[TASK DIRECTIONS]
The job is to find each line in the entries holding the string "OnPolicyTrainer" and copy that line.

··· SUPPLIED MATERIAL ···

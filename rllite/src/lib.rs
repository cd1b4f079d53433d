//! # rllite: on-policy RL with lazily imported backends
//!
//! PPO and A2C on Burn, driven through an algorithm registry. A backend is
//! loaded only when an algorithm is built for it, and only the one the
//! config selects.
//!
//! ## Architecture Overview
//!
//! ```text
//! ┌─────────────────────────────────────────────────────────────────────┐
//! │ register_all()        AlgorithmRegistry { PPO, A2C } + ImportContext│
//! │      │                         (no backend touched)                 │
//! │      ▼                                                              │
//! │ PPOConfig::new().environment(..).framework(..).rollouts(..).build() │
//! │      │                                                              │
//! │      ▼                                                              │
//! │ ImportContext::require(framework) ──► loaded-backend table + probe  │
//! │      │                                                              │
//! │      ▼                                                              │
//! │ OnPolicyTrainer<B, Loss, Adam>                                      │
//! │   ├── WorkerSet: local worker (+ remote worker threads)             │
//! │   │     └── weights as bytes through WeightsSlot                    │
//! │   └── train(): sample ─► GAE ─► minibatch SGD ─► sync weights       │
//! └─────────────────────────────────────────────────────────────────────┘
//! ```
//!
//! ## Frameworks
//!
//! | name    | backend                   | compiled                |
//! |---------|---------------------------|-------------------------|
//! | `torch` | `Autodiff<NdArray>` (CPU) | always                  |
//! | `tf`    | `Autodiff<Wgpu>`          | with the `wgpu` feature |
//!
//! Setting `RLLITE_TEST_NO_TF_IMPORT=1` before registration keeps `tf` out of
//! the guarded import path; [`register_all_with`] does the same without the
//! environment.
//!
//! ## Usage
//!
//! ```rust,ignore
//! use rllite::{register_all, Framework, PPOConfig};
//!
//! register_all()?;
//! let mut algo = PPOConfig::new()
//!     .environment("CartPole-v1")
//!     .framework(Framework::Torch)
//!     .rollouts(0)
//!     .build()?;
//! let result = algo.train()?;
//! println!("reward mean: {:?}", result.episode_reward_mean);
//! algo.stop();
//! ```

pub mod algorithm;
pub mod algorithms;
pub mod checkpoint;
pub mod config;
pub mod core;
pub mod environment;
pub mod error;
pub mod framework;
pub mod metrics;
pub mod registry;
pub mod rollout;
pub mod trainer;

pub use algorithm::{Algorithm, Trainable};
pub use checkpoint::{CheckpointError, Checkpointer, CheckpointerConfig};
pub use config::{A2CConfig, AlgorithmConfig, ConfigError, PPOConfig};
pub use environment::{make_env, CartPole, Env, EnvStep};
pub use error::{Result, RlError};
pub use framework::{
    ensure_not_imported, imported_backends, is_imported, Framework, ImportContext, ImportPolicy,
    RecordingProbe, NO_TF_IMPORT_ENV,
};
pub use metrics::{ConsoleLogger, CsvLogger, MultiLogger, ResultLogger, TrainResult};
pub use registry::{
    global_registry, register_all, register_all_with, AlgorithmEntry, AlgorithmRegistry,
    RegisterHook, RegistrationOptions,
};
pub use trainer::OnPolicyTrainer;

···

[YOUR RESPONSE]
//! │ OnPolicyTrainer<B, Loss, Adam>                                      │
pub use trainer::OnPolicyTrainer;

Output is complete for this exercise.